* What you will do: Which lines of the data contain the string "execute"? Copy every one of them.

* Material shown:
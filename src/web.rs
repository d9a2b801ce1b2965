use crate::{
    app::{AppError, QuestionService},
    config::Config,
    qa::{QaDocument, QuestionSubmission},
    ranking::SimilarQuestion,
};
use axum::{
    extract::{Path, State},
    response::IntoResponse,
    routing::{get, post},
    Json, Router,
};
use serde::{Deserialize, Serialize};
use serde_json::json;
use std::sync::Arc;
use tokio::signal;

#[derive(Clone)]
pub struct SharedState {
    service: Arc<QuestionService>,
    config: Arc<Config>,
}

impl SharedState {
    pub fn new(config: Config, service: QuestionService) -> Self {
        Self {
            service: Arc::new(service),
            config: Arc::new(config),
        }
    }
}

async fn shutdown_signal() {
    let ctrl_c = async {
        if let Err(err) = signal::ctrl_c().await {
            log::error!("failed to install Ctrl+C handler: {err}");
        }
    };

    #[cfg(unix)]
    let terminate = async {
        match signal::unix::signal(signal::unix::SignalKind::terminate()) {
            Ok(mut sig) => {
                sig.recv().await;
            }
            Err(err) => {
                log::error!("failed to install signal handler: {err}");
                std::future::pending::<()>().await;
            }
        }
    };

    #[cfg(not(unix))]
    let terminate = std::future::pending::<()>();

    tokio::select! {
        _ = ctrl_c => {},
        _ = terminate => {},
    }

    log::warn!("shutting down");
}

pub fn router(state: SharedState) -> Router {
    Router::new()
        .route("/api/questions/similar", post(similar))
        .route("/api/questions/answer", post(answer))
        .route("/api/questions/history", post(history))
        .route("/api/questions/:id", get(get_question))
        .route("/api/config", get(get_config))
        .layer(
            tower_http::trace::TraceLayer::new_for_http()
                .make_span_with(
                    tower_http::trace::DefaultMakeSpan::new().level(tracing::Level::INFO),
                )
                .on_response(
                    tower_http::trace::DefaultOnResponse::new().level(tracing::Level::INFO),
                ),
        )
        .with_state(Arc::new(state))
}

async fn start_app(state: SharedState, addr: &str) -> anyhow::Result<()> {
    let app = router(state);

    let listener = tokio::net::TcpListener::bind(addr).await?;
    log::info!("listening on {addr}");
    axum::serve(listener, app)
        .with_graceful_shutdown(shutdown_signal())
        .await?;

    Ok(())
}

pub fn start_daemon(state: SharedState, addr: &str) -> anyhow::Result<()> {
    tokio::runtime::Builder::new_multi_thread()
        .enable_all()
        .build()?
        .block_on(async { start_app(state, addr).await })
}

#[derive(Debug)]
struct HttpError(AppError);

// Tell axum how to convert `AppError` into a response.
impl IntoResponse for HttpError {
    fn into_response(self) -> axum::response::Response {
        let status = match &self.0 {
            AppError::NotFound(_) => axum::http::StatusCode::NOT_FOUND,
            AppError::InvalidSubmission(_) => {
                log::warn!("{}", self.0);
                axum::http::StatusCode::BAD_REQUEST
            }
            AppError::Translate(_) => {
                log::error!("{self:?}");
                axum::http::StatusCode::BAD_GATEWAY
            }
            // a bad embedding comes from the provider, never from the client
            AppError::Rank(_)
            | AppError::Embedding(_)
            | AppError::Store(_)
            | AppError::Other(_) => {
                log::error!("{self:?}");
                axum::http::StatusCode::INTERNAL_SERVER_ERROR
            }
        };

        (status, Json(json!({"error": self.0.to_string()}))).into_response()
    }
}

impl<E> From<E> for HttpError
where
    E: Into<AppError>,
{
    fn from(err: E) -> Self {
        Self(err.into())
    }
}

async fn similar(
    State(state): State<Arc<SharedState>>,
    Json(payload): Json<QuestionSubmission>,
) -> Result<Json<Vec<SimilarQuestion>>, HttpError> {
    log::debug!("payload: {payload:?}");

    let service = state.service.clone();
    tokio::task::block_in_place(move || service.submit(payload))
        .map(Json)
        .map_err(Into::into)
}

#[derive(Debug, Deserialize, Serialize)]
pub struct AnswerRequest {
    pub id: u64,
    pub answer: String,
}

async fn answer(
    State(state): State<Arc<SharedState>>,
    Json(payload): Json<AnswerRequest>,
) -> Result<Json<QaDocument>, HttpError> {
    let service = state.service.clone();
    tokio::task::block_in_place(move || service.answer(payload.id, &payload.answer))
        .map(Json)
        .map_err(Into::into)
}

#[derive(Debug, Deserialize, Serialize)]
pub struct HistoryRequest {
    pub mentor_nickname: String,
}

async fn history(
    State(state): State<Arc<SharedState>>,
    Json(payload): Json<HistoryRequest>,
) -> Result<Json<Vec<QaDocument>>, HttpError> {
    let service = state.service.clone();
    tokio::task::block_in_place(move || service.history(&payload.mentor_nickname))
        .map(Json)
        .map_err(Into::into)
}

async fn get_question(
    State(state): State<Arc<SharedState>>,
    Path(id): Path<u64>,
) -> Result<Json<QaDocument>, HttpError> {
    let service = state.service.clone();
    tokio::task::block_in_place(move || service.get(id))
        .map(Json)
        .map_err(Into::into)
}

async fn get_config(State(state): State<Arc<SharedState>>) -> Json<Config> {
    let mut config = state.config.as_ref().clone();
    if config.translation.api_key.is_some() {
        config.translation.api_key = Some("[REDACTED]".to_string());
    }
    Json(config)
}
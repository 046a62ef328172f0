//! Learner profile analytics.
//!
//! Small set of canned queries over the per-learner activity table, plus
//! the prompt that turns a learner's history into a plan recommendation.

use std::collections::HashMap;
use std::sync::LazyLock;

use regex::Regex;
use tracing::debug;

use crate::chat::ChatClient;
use crate::error::{ChatError, QueryError};

use super::QueryClient;

/// Characters allowed in values interpolated into SQL text. Anything
/// else never gets near a statement.
static IDENTIFIER: LazyLock<Regex> =
    LazyLock::new(|| Regex::new(r"^[A-Za-z0-9_.:@-]+$").unwrap());

/// Canned analytics over the learner activity table.
pub struct ProfileQueries {
    query: QueryClient,
}

impl ProfileQueries {
    pub fn new(query: QueryClient) -> Self {
        Self { query }
    }

    /// How many documents of each type a learner has worked through.
    pub async fn document_type_counts(
        &self,
        user_id: &str,
    ) -> Result<HashMap<String, u64>, QueryError> {
        let user_id = valid_identifier(user_id)?;
        let config = self.query.config();
        let results = self
            .query
            .execute(counts_sql(&config.database, &config.table, user_id))
            .await?;

        let mut counts = HashMap::new();
        for row in &results.rows {
            let doc_type = cell(row, 0)?;
            let count = cell(row, 1)?
                .parse::<u64>()
                .map_err(|e| QueryError::Malformed(format!("count column: {e}")))?;
            counts.insert(doc_type.to_string(), count);
        }
        debug!(user_id, types = counts.len(), "loaded document type counts");
        Ok(counts)
    }

    /// Every learner id present in the activity table.
    pub async fn list_user_ids(&self) -> Result<Vec<String>, QueryError> {
        let config = self.query.config();
        let results = self
            .query
            .execute(distinct_users_sql(&config.database, &config.table))
            .await?;
        results
            .rows
            .iter()
            .map(|row| cell(row, 0).map(str::to_string))
            .collect()
    }

    /// Ask the assistant to pick a learning plan for a learner from their
    /// history and explain the choice.
    pub async fn explain_customization(
        &self,
        chat: &ChatClient,
        user_name: &str,
        learning_data: &HashMap<String, u64>,
        model: &str,
    ) -> Result<String, ChatError> {
        let history = serde_json::to_string_pretty(learning_data)
            .map_err(|e| ChatError::Request(format!("failed to encode learning history: {e}")))?;
        debug!(user_name, "generating customization explanation");
        let reply = chat
            .send_with_model(&customization_prompt(user_name, &history), model)
            .await?;
        Ok(reply.content)
    }
}

fn counts_sql(database: &str, table: &str, user_id: &str) -> String {
    format!(
        "SELECT document_type, COUNT(document_type) as count \
         FROM \"{database}\".\"{table}\" \
         WHERE user_id = '{user_id}' \
         GROUP BY document_type"
    )
}

fn distinct_users_sql(database: &str, table: &str) -> String {
    format!("SELECT DISTINCT user_id FROM \"{database}\".\"{table}\"")
}

fn customization_prompt(user_name: &str, history: &str) -> String {
    format!(
        "You are an assistant which provides personalized content for users of an online \
         learning platform. You tailor your content to match a user's preferences.\n\n\
         You can decide what learning style (AKA \"learning plan\") a user should be put on. \
         You should decide what plan to put a user on in accordance with their past learning \
         behavior. The following learning plans are available:\n\
         1. \"Provide technical explanations\"\n\
         2. \"Provide explanations in simple language.\"\n\n\
         You should decide what plan to put a learner on, and give 1-2 sentences explaining \
         your decision.\n\n\
         A good response looks like this: \"I put {user_name} on plan <selected-plan/>. \
         I chose to do this because I see that {user_name}'s learning history <explanation/>\"\n\n\
         For user {user_name}, please use their past learning history and select a learning \
         plan, and explain your choice. Their past learning history is as follows: \
         <history>{history}</history>"
    )
}

fn valid_identifier(raw: &str) -> Result<&str, QueryError> {
    if IDENTIFIER.is_match(raw) {
        Ok(raw)
    } else {
        Err(QueryError::InvalidIdentifier(raw.to_string()))
    }
}

fn cell(row: &[String], index: usize) -> Result<&str, QueryError> {
    row.get(index)
        .map(String::as_str)
        .ok_or_else(|| QueryError::Malformed(format!("row is missing column {index}")))
}
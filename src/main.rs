use tokio::io::{AsyncBufReadExt, BufReader};
use tracing::debug;

use lakechat::chat::{ChatClient, strip_reply};
use lakechat::config::AppConfig;
use lakechat::discovery::DiscoveryClient;
use lakechat::extract::DocumentExtractor;
use lakechat::query::{ProfileQueries, QueryClient};

#[tokio::main]
async fn main() -> anyhow::Result<()> {
    tracing_subscriber::fmt()
        .with_env_filter(
            tracing_subscriber::EnvFilter::try_from_default_env()
                .unwrap_or_else(|_| tracing_subscriber::EnvFilter::new("info")),
        )
        .with_target(false)
        .init();

    let config = AppConfig::from_env().unwrap_or_else(|e| {
        eprintln!("Error: {}", e);
        eprintln!("  export LAKECHAT_GATEWAY_URL=https://gateway.example.com/api/v1");
        eprintln!("  export LAKECHAT_API_KEY=...");
        std::process::exit(1);
    });

    eprintln!("💬 LakeChat v{}", env!("CARGO_PKG_VERSION"));
    eprintln!("   Gateway: {}", config.gateway.base_url);
    eprintln!("   Model: {}", config.gateway.model);

    let chat = ChatClient::new(config.gateway);
    eprintln!("   Session: {}", chat.session_id());

    // ── Optional services ───────────────────────────────────────────────
    let profiles = match config.query {
        Some(query_config) => {
            eprintln!(
                "   Query service: {} ({}.{})",
                query_config.base_url, query_config.database, query_config.table
            );
            Some(ProfileQueries::new(QueryClient::new(query_config)))
        }
        None => {
            eprintln!("   Query service: disabled");
            None
        }
    };

    let discovery = match config.discovery {
        Some(discovery_config) => {
            eprintln!("   Discovery: {}", discovery_config.base_url);
            Some(DiscoveryClient::new(discovery_config))
        }
        None => {
            eprintln!("   Discovery: disabled");
            None
        }
    };

    let extractor = match config.extractor {
        Some(extractor_config) => {
            eprintln!("   Extraction: {}", extractor_config.base_url);
            Some(DocumentExtractor::new(extractor_config))
        }
        None => {
            eprintln!("   Extraction: disabled");
            None
        }
    };

    eprintln!("   Type a message and press Enter. /help for commands, /quit to exit.\n");

    // ── REPL ────────────────────────────────────────────────────────────
    let stdin = tokio::io::stdin();
    let reader = BufReader::new(stdin);
    let mut lines = reader.lines();
    let mut learning_style: Option<String> = None;

    eprint!("> ");
    loop {
        let line = match lines.next_line().await {
            Ok(Some(line)) => line,
            Ok(None) => break,
            Err(e) => {
                tracing::error!("Error reading stdin: {}", e);
                break;
            }
        };
        let line = line.trim();
        if line.is_empty() {
            eprint!("> ");
            continue;
        }

        if let Some(command) = line.strip_prefix('/') {
            let (name, arg) = match command.split_once(' ') {
                Some((name, arg)) => (name, arg.trim()),
                None => (command, ""),
            };
            match name {
                "quit" | "exit" => break,
                "help" => print_help(),
                "style" => {
                    if arg.is_empty() {
                        learning_style = None;
                        eprintln!("Learning style cleared.");
                    } else {
                        learning_style = Some(arg.to_string());
                        eprintln!("Answers will be tailored to: {}", arg);
                    }
                }
                "load" => match &extractor {
                    Some(extractor) if !arg.is_empty() => {
                        match extractor.extract_file(arg).await {
                            Ok(text) => {
                                eprintln!("Attached {} characters of document text.", text.len());
                                chat.attach_document(text).await;
                            }
                            Err(e) => eprintln!("Extraction failed: {}", e),
                        }
                    }
                    Some(_) => eprintln!("Usage: /load <path>"),
                    None => eprintln!("Extraction disabled (set LAKECHAT_EXTRACTOR_URL)."),
                },
                "drop" => {
                    chat.clear_document().await;
                    eprintln!("Document detached.");
                }
                "users" => match &profiles {
                    Some(profiles) => match profiles.list_user_ids().await {
                        Ok(users) => {
                            for user in users {
                                println!("{}", user);
                            }
                        }
                        Err(e) => eprintln!("Query failed: {}", e),
                    },
                    None => eprintln!("Query service disabled (set LAKECHAT_QUERY_URL)."),
                },
                "counts" => match &profiles {
                    Some(profiles) if !arg.is_empty() => {
                        match profiles.document_type_counts(arg).await {
                            Ok(counts) if counts.is_empty() => {
                                println!("No activity recorded for {}.", arg);
                            }
                            Ok(counts) => {
                                let mut rows: Vec<_> = counts.into_iter().collect();
                                rows.sort();
                                for (doc_type, count) in rows {
                                    println!("{}: {}", doc_type, count);
                                }
                            }
                            Err(e) => eprintln!("Query failed: {}", e),
                        }
                    }
                    Some(_) => eprintln!("Usage: /counts <user>"),
                    None => eprintln!("Query service disabled (set LAKECHAT_QUERY_URL)."),
                },
                "plan" => match &profiles {
                    Some(profiles) if !arg.is_empty() => {
                        match explain_plan(profiles, &chat, arg).await {
                            Ok(explanation) => println!("\n{}\n", strip_reply(&explanation)),
                            Err(e) => eprintln!("Plan selection failed: {}", e),
                        }
                    }
                    Some(_) => eprintln!("Usage: /plan <user>"),
                    None => eprintln!("Query service disabled (set LAKECHAT_QUERY_URL)."),
                },
                "discover" => match &discovery {
                    Some(discovery) if !arg.is_empty() => {
                        let run = discovery
                            .await_run(arg, |event| {
                                if let Some(text) = event.text() {
                                    println!("  {}", text);
                                }
                            })
                            .await;
                        match run {
                            Ok(summary) => println!(
                                "Run complete: {} assets discovered from {}.",
                                summary.assets_discovered, summary.source
                            ),
                            Err(e) => eprintln!("Discovery run failed: {}", e),
                        }
                    }
                    Some(_) => eprintln!("Usage: /discover <source>"),
                    None => eprintln!("Discovery disabled (set LAKECHAT_DISCOVERY_URL)."),
                },
                other => eprintln!("Unknown command /{}. /help lists commands.", other),
            }
        } else {
            match chat
                .send_with_learning_style(line, learning_style.as_deref())
                .await
            {
                Ok(reply) => {
                    println!("\n{}\n", strip_reply(&reply.content));
                    if let Some(usage) = reply.usage {
                        debug!(
                            input = usage.input_tokens,
                            output = usage.output_tokens,
                            "token usage"
                        );
                    }
                }
                // The conversation keeps going; errors land in the
                // transcript like any other reply.
                Err(e) => println!("\n{}\n", e.transcript_message()),
            }
        }
        eprint!("> ");
    }

    Ok(())
}

async fn explain_plan(
    profiles: &ProfileQueries,
    chat: &ChatClient,
    user: &str,
) -> lakechat::Result<String> {
    let counts = profiles.document_type_counts(user).await?;
    let explanation = profiles
        .explain_customization(chat, user, &counts, chat.model())
        .await?;
    Ok(explanation)
}

fn print_help() {
    eprintln!("Commands:");
    eprintln!("  /users              list learner ids from the activity table");
    eprintln!("  /counts <user>      per-document-type activity counts for a learner");
    eprintln!("  /plan <user>        pick and explain a learning plan for a learner");
    eprintln!("  /style <style>      tailor replies to a learning style (no arg clears)");
    eprintln!("  /load <path>        extract a document and attach it to the chat");
    eprintln!("  /drop               detach the current document");
    eprintln!("  /discover <source>  run catalog discovery and print assets as found");
    eprintln!("  /quit               exit");
}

* Finished exercise:
            .execute(counts_sql(&config.database, &config.table, user_id))
            .execute(distinct_users_sql(&config.database, &config.table))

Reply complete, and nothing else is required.